◆ ACTIVITY ◆
Please print every record below exactly as it appears.
** Opening RECORDS FOR THIS EXERCISE block **
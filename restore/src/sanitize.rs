//! Final privilege sanitation of the restored context.
//!
//! The save side cannot be trusted to produce ring-safe selectors, and a
//! hostile LDT could reach into hypervisor space; both are fixed or
//! rejected here, immediately before submission.

use frames::PAGE_SIZE;
use log::error;

use crate::abi::{flat_kernel_cs, flat_kernel_ds, VcpuContext, LDT_MAX_ENTRIES};
use crate::error::{RestoreError, Result};
use crate::platform::Platform;

const RPL_MASK: u64 = 3;

pub fn sanitize_context(ctx: &mut VcpuContext, platform: &Platform) -> Result<()> {
    let cs = flat_kernel_cs(platform.mode);
    let ds = flat_kernel_ds(platform.mode);

    for (i, trap) in ctx.trap_ctxt.iter_mut().enumerate() {
        trap.vector = i as u8;
        if u64::from(trap.cs) & RPL_MASK == 0 {
            trap.cs = cs;
        }
    }

    if ctx.kernel_ss & RPL_MASK == 0 {
        ctx.kernel_ss = u64::from(ds);
    }

    if platform.mode.is_compat() {
        if ctx.event_callback_cs & RPL_MASK == 0 {
            ctx.event_callback_cs = u64::from(cs);
        }
        if ctx.failsafe_callback_cs & RPL_MASK == 0 {
            ctx.failsafe_callback_cs = u64::from(cs);
        }
    }

    if ctx.ldt_base & (PAGE_SIZE as u64 - 1) != 0
        || ctx.ldt_ents > LDT_MAX_ENTRIES
        || ctx.ldt_base >= platform.hvirt_start
        || ctx.ldt_base + ctx.ldt_ents * 8 >= platform.hvirt_start
    {
        error!(
            "bad LDT: base {:#x}, {} entries",
            ctx.ldt_base, ctx.ldt_ents
        );
        return Err(RestoreError::LdtInvalid);
    }

    Ok(())
}
//! Framed reads from the checkpoint transport.
//!
//! Every read is exact: the transport either delivers the full record or
//! the restore dies with a truncation error. Interrupted reads are
//! retried by the underlying `read_exact`.

use std::io::Read;

use log::{debug, trace};

use crate::abi::{VcpuContext, Wire};
use crate::error::{RestoreError, Result};

/// Machine-word size of the stream producer.
pub const WORD_SIZE: usize = 8;

/// Value in the first pseudo-physical frame-list slot announcing an
/// extended-info preamble.
pub const EXTENDED_INFO_SENTINEL: u64 = !0;

const CHUNK_SIG_VCPU: [u8; 4] = *b"vcpu";

pub struct StreamReader<R> {
    inner: R,
}

impl<R: Read> StreamReader<R> {
    pub fn new(inner: R) -> Self {
        Self { inner }
    }

    /// Reads exactly `buf.len()` bytes, failing on end-of-stream.
    pub fn read_exact(&mut self, buf: &mut [u8]) -> Result<()> {
        self.inner
            .read_exact(buf)
            .map_err(RestoreError::StreamTruncated)
    }

    pub fn read_u32(&mut self) -> Result<u32> {
        let mut buf = [0u8; 4];
        self.read_exact(&mut buf)?;
        Ok(u32::from_le_bytes(buf))
    }

    pub fn read_i32(&mut self) -> Result<i32> {
        Ok(self.read_u32()? as i32)
    }

    pub fn read_word(&mut self) -> Result<u64> {
        let mut buf = [0u8; WORD_SIZE];
        self.read_exact(&mut buf)?;
        Ok(u64::from_le_bytes(buf))
    }

    pub fn read_words(&mut self, out: &mut [u64]) -> Result<()> {
        for slot in out {
            *slot = self.read_word()?;
        }
        Ok(())
    }

    pub fn read_vcpu_context(&mut self) -> Result<VcpuContext> {
        let mut buf = vec![0u8; VcpuContext::SIZE];
        self.read_exact(&mut buf)?;
        Ok(VcpuContext::read_from(&buf))
    }

    /// Consumes the extended-info preamble that follows the sentinel.
    ///
    /// Returns the context carried by a `vcpu` chunk if one was present;
    /// chunks with any other signature are read and discarded. A chunk
    /// reaching past the declared total length is fatal.
    pub fn read_extended_info(&mut self) -> Result<Option<VcpuContext>> {
        let total = u64::from(self.read_u32()?);
        let mut consumed = 0u64;
        let mut ctx = None;

        while consumed < total {
            if total - consumed < 8 {
                return Err(RestoreError::StreamInvalid(
                    "extended-info chunk header overruns declared length",
                ));
            }
            let mut sig = [0u8; 4];
            self.read_exact(&mut sig)?;
            let len = u64::from(self.read_u32()?);
            consumed += 8;
            if consumed + len > total {
                return Err(RestoreError::StreamInvalid(
                    "extended-info chunk payload overruns declared length",
                ));
            }

            if sig == CHUNK_SIG_VCPU {
                if (len as usize) < VcpuContext::SIZE {
                    return Err(RestoreError::StreamInvalid(
                        "vcpu chunk shorter than a context record",
                    ));
                }
                debug!("extended info carries a vcpu context");
                ctx = Some(self.read_vcpu_context()?);
                self.skip(len as usize - VcpuContext::SIZE)?;
            } else {
                trace!(
                    "skipping extended-info chunk {:?} ({len} bytes)",
                    String::from_utf8_lossy(&sig)
                );
                self.skip(len as usize)?;
            }
            consumed += len;
        }

        Ok(ctx)
    }

    fn skip(&mut self, mut n: usize) -> Result<()> {
        let mut scratch = [0u8; 256];
        while n > 0 {
            let take = n.min(scratch.len());
            self.read_exact(&mut scratch[..take])?;
            n -= take;
        }
        Ok(())
    }
}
** Closing RECORDS FOR THIS EXERCISE block **
◆ SOLUTION TO THIS PROBLEM ◆
filename restore/src/sanitize.rs
//! Final privilege sanitation of the restored context.
//!
//! The save side cannot be trusted to produce ring-safe selectors, and a
//! hostile LDT could reach into hypervisor space; both are fixed or
//! rejected here, immediately before submission.

use frames::PAGE_SIZE;
use log::error;

use crate::abi::{flat_kernel_cs, flat_kernel_ds, VcpuContext, LDT_MAX_ENTRIES};
use crate::error::{RestoreError, Result};
use crate::platform::Platform;

const RPL_MASK: u64 = 3;

pub fn sanitize_context(ctx: &mut VcpuContext, platform: &Platform) -> Result<()> {
    let cs = flat_kernel_cs(platform.mode);
    let ds = flat_kernel_ds(platform.mode);

    for (i, trap) in ctx.trap_ctxt.iter_mut().enumerate() {
        trap.vector = i as u8;
        if u64::from(trap.cs) & RPL_MASK == 0 {
            trap.cs = cs;
        }
    }

    if ctx.kernel_ss & RPL_MASK == 0 {
        ctx.kernel_ss = u64::from(ds);
    }

    if platform.mode.is_compat() {
        if ctx.event_callback_cs & RPL_MASK == 0 {
            ctx.event_callback_cs = u64::from(cs);
        }
        if ctx.failsafe_callback_cs & RPL_MASK == 0 {
            ctx.failsafe_callback_cs = u64::from(cs);
        }
    }

    if ctx.ldt_base & (PAGE_SIZE as u64 - 1) != 0
        || ctx.ldt_ents > LDT_MAX_ENTRIES
        || ctx.ldt_base >= platform.hvirt_start
        || ctx.ldt_base + ctx.ldt_ents * 8 >= platform.hvirt_start
    {
        error!(
            "bad LDT: base {:#x}, {} entries",
            ctx.ldt_base, ctx.ldt_ents
        );
        return Err(RestoreError::LdtInvalid);
    }

    Ok(())
}
//! Framed reads from the checkpoint transport.
//!
//! Every read is exact: the transport either delivers the full record or
//! the restore dies with a truncation error. Interrupted reads are
//! retried by the underlying `read_exact`.

use std::io::Read;

use log::{debug, trace};

use crate::abi::{VcpuContext, Wire};
use crate::error::{RestoreError, Result};

/// Machine-word size of the stream producer.
pub const WORD_SIZE: usize = 8;

/// Value in the first pseudo-physical frame-list slot announcing an
/// extended-info preamble.
pub const EXTENDED_INFO_SENTINEL: u64 = !0;

const CHUNK_SIG_VCPU: [u8; 4] = *b"vcpu";

pub struct StreamReader<R> {
    inner: R,
}

impl<R: Read> StreamReader<R> {
    pub fn new(inner: R) -> Self {
        Self { inner }
    }

    /// Reads exactly `buf.len()` bytes, failing on end-of-stream.
    pub fn read_exact(&mut self, buf: &mut [u8]) -> Result<()> {
        self.inner
            .read_exact(buf)
            .map_err(RestoreError::StreamTruncated)
    }

    pub fn read_u32(&mut self) -> Result<u32> {
        let mut buf = [0u8; 4];
        self.read_exact(&mut buf)?;
        Ok(u32::from_le_bytes(buf))
    }

    pub fn read_i32(&mut self) -> Result<i32> {
        Ok(self.read_u32()? as i32)
    }

    pub fn read_word(&mut self) -> Result<u64> {
        let mut buf = [0u8; WORD_SIZE];
        self.read_exact(&mut buf)?;
        Ok(u64::from_le_bytes(buf))
    }

    pub fn read_words(&mut self, out: &mut [u64]) -> Result<()> {
        for slot in out {
            *slot = self.read_word()?;
        }
        Ok(())
    }

    pub fn read_vcpu_context(&mut self) -> Result<VcpuContext> {
        let mut buf = vec![0u8; VcpuContext::SIZE];
        self.read_exact(&mut buf)?;
        Ok(VcpuContext::read_from(&buf))
    }

    /// Consumes the extended-info preamble that follows the sentinel.
    ///
    /// Returns the context carried by a `vcpu` chunk if one was present;
    /// chunks with any other signature are read and discarded. A chunk
    /// reaching past the declared total length is fatal.
    pub fn read_extended_info(&mut self) -> Result<Option<VcpuContext>> {
        let total = u64::from(self.read_u32()?);
        let mut consumed = 0u64;
        let mut ctx = None;

        while consumed < total {
            if total - consumed < 8 {
                return Err(RestoreError::StreamInvalid(
                    "extended-info chunk header overruns declared length",
                ));
            }
            let mut sig = [0u8; 4];
            self.read_exact(&mut sig)?;
            let len = u64::from(self.read_u32()?);
            consumed += 8;
            if consumed + len > total {
                return Err(RestoreError::StreamInvalid(
                    "extended-info chunk payload overruns declared length",
                ));
            }

            if sig == CHUNK_SIG_VCPU {
                if (len as usize) < VcpuContext::SIZE {
                    return Err(RestoreError::StreamInvalid(
                        "vcpu chunk shorter than a context record",
                    ));
                }
                debug!("extended info carries a vcpu context");
                ctx = Some(self.read_vcpu_context()?);
                self.skip(len as usize - VcpuContext::SIZE)?;
            } else {
                trace!(
                    "skipping extended-info chunk {:?} ({len} bytes)",
                    String::from_utf8_lossy(&sig)
                );
                self.skip(len as usize)?;
            }
            consumed += len;
        }

        Ok(ctx)
    }

    fn skip(&mut self, mut n: usize) -> Result<()> {
        let mut scratch = [0u8; 256];
        while n > 0 {
            let take = n.min(scratch.len());
            self.read_exact(&mut scratch[..take])?;
            n -= take;
        }
        Ok(())
    }
}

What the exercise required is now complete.